** Task description **
Extract all lines in the data that contain the word "DealAssignment".
—————
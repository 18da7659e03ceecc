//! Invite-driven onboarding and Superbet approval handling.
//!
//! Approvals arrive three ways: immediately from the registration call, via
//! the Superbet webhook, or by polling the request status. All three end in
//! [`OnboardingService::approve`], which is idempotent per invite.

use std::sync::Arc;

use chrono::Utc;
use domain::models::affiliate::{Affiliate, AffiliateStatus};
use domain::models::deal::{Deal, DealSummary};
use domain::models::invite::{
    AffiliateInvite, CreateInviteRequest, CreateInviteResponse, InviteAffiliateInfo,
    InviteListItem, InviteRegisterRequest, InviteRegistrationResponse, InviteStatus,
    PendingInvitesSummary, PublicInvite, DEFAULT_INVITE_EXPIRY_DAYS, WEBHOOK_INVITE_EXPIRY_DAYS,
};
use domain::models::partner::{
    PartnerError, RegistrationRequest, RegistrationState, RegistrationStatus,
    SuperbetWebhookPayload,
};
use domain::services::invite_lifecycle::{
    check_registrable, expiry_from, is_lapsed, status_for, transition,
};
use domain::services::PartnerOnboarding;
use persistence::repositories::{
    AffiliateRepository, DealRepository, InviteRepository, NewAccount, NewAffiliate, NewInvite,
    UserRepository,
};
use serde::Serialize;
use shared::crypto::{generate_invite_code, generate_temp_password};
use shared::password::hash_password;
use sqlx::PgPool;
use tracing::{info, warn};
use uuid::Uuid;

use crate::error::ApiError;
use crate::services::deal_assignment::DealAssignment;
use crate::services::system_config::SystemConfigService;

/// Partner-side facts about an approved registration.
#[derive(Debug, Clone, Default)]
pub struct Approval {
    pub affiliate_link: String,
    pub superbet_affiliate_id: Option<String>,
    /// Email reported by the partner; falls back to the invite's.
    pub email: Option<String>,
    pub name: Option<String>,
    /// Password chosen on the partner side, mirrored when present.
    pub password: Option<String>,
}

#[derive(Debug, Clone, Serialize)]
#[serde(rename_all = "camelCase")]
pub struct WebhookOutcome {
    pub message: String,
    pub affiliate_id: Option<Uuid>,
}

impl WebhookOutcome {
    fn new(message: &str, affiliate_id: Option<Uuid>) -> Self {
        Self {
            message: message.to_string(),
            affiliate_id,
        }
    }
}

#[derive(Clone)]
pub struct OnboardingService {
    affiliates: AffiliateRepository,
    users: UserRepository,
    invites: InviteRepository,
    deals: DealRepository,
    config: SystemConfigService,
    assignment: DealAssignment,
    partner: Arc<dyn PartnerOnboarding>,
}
—————
** Result for this exercise **
use crate::services::deal_assignment::DealAssignment;
    assignment: DealAssignment,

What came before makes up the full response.